Work instruction
Write out exactly the lines that run from the one containing "pub struct PauseCampaignRequest" to the end of the entries below, with both end lines included.

=== Given data ===

use axum::Router;
use serde_json::json;
use std::sync::Arc;

use pet_adoption::{
    app_router, store::Document, AppConfig, AppState, Collection, DocumentStore,
    InMemoryDocumentStore,
};

// ============================================================================
// Test Setup Infrastructure
// ============================================================================

pub const TEST_SECRET: &str = "integration-secret";

pub struct TestSetup {
    pub app: Router,
    pub store: Arc<InMemoryDocumentStore>,
}

pub struct TestSetupBuilder {
    admins: Vec<String>,
    users: Vec<String>,
}

impl TestSetupBuilder {
    pub fn new() -> Self {
        Self {
            admins: vec![],
            users: vec![],
        }
    }

    /// Seeds a stored user holding the admin role
    pub fn with_admin(mut self, email: &str) -> Self {
        self.admins.push(email.to_string());
        self
    }

    /// Seeds a stored user without a role
    pub fn with_user(mut self, email: &str) -> Self {
        self.users.push(email.to_string());
        self
    }

    pub async fn build(self) -> TestSetup {
        let store = Arc::new(InMemoryDocumentStore::new());

        for email in &self.admins {
            store
                .insert_one(Collection::Users, user_document(email, Some("admin")))
                .await
                .unwrap();
        }
        for email in &self.users {
            store
                .insert_one(Collection::Users, user_document(email, None))
                .await
                .unwrap();
        }

        let state = AppState::new(AppConfig::new(TEST_SECRET), store.clone());

        TestSetup {
            app: app_router(state),
            store,
        }
    }
}

fn user_document(email: &str, role: Option<&str>) -> Document {
    let mut user = json!({"email": email, "name": email});
    if let Some(role) = role {
        user["role"] = json!(role);
    }
    user.as_object().cloned().unwrap()
}
use chrono::NaiveDate;
use serde::{Deserialize, Serialize};

use crate::shared::{require_non_empty, validate_amount, validate_email, AppError};

/// Number of campaigns returned by the recommendation endpoint
pub const RECOMMENDED_SAMPLE_SIZE: usize = 3;

/// Request payload for starting a donation campaign
#[derive(Debug, Deserialize)]
#[serde(rename_all = "camelCase")]
pub struct CreateCampaignRequest {
    pub pet_name: String,
    #[serde(default)]
    pub pet_image: Option<String>,
    pub max_donation: f64,
    #[serde(default)]
    pub last_date: Option<NaiveDate>,
    #[serde(default)]
    pub short_description: Option<String>,
    #[serde(default)]
    pub long_description: Option<String>,
    pub creator_email: String,
}

impl CreateCampaignRequest {
    pub fn validate(&self) -> Result<(), AppError> {
        require_non_empty("petName", &self.pet_name)?;
        validate_amount("maxDonation", self.max_donation)?;
        validate_email(&self.creator_email)
    }
}

/// Partial update of campaign details. The running total is not writable here.
#[derive(Debug, Default, Serialize, Deserialize)]
#[serde(rename_all = "camelCase", deny_unknown_fields)]
pub struct UpdateCampaignRequest {
    #[serde(skip_serializing_if = "Option::is_none")]
    pub pet_name: Option<String>,
    #[serde(skip_serializing_if = "Option::is_none")]
    pub pet_image: Option<String>,
    #[serde(skip_serializing_if = "Option::is_none")]
    pub max_donation: Option<f64>,
    #[serde(skip_serializing_if = "Option::is_none")]
    pub last_date: Option<NaiveDate>,
    #[serde(skip_serializing_if = "Option::is_none")]
    pub short_description: Option<String>,
    #[serde(skip_serializing_if = "Option::is_none")]
    pub long_description: Option<String>,
}

impl UpdateCampaignRequest {
    pub fn validate(&self) -> Result<(), AppError> {
        if let Some(pet_name) = &self.pet_name {
            require_non_empty("petName", pet_name)?;
        }
        if let Some(max_donation) = self.max_donation {
            validate_amount("maxDonation", max_donation)?;
        }
        Ok(())
    }
}

#[derive(Debug, Deserialize)]
#[serde(rename_all = "camelCase")]
pub struct PauseCampaignRequest {
    pub is_donation_stopped: bool,
}

/// Paging for GET /donationCampaigns; no paging when `size` is absent
#[derive(Debug, Default, Deserialize)]
pub struct CampaignListQuery {
    pub page: Option<usize>,
    pub size: Option<usize>,
}

#[derive(Debug, Default, Deserialize)]
pub struct RecommendedQuery {
    /// Campaign to leave out, usually the one being viewed
    pub exclude: Option<String>,
}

===

Written response
pub struct PauseCampaignRequest {
    pub is_donation_stopped: bool,
}

/// Paging for GET /donationCampaigns; no paging when `size` is absent
#[derive(Debug, Default, Deserialize)]
pub struct CampaignListQuery {
    pub page: Option<usize>,
    pub size: Option<usize>,
}

#[derive(Debug, Default, Deserialize)]
pub struct RecommendedQuery {
    /// Campaign to leave out, usually the one being viewed
    pub exclude: Option<String>,
}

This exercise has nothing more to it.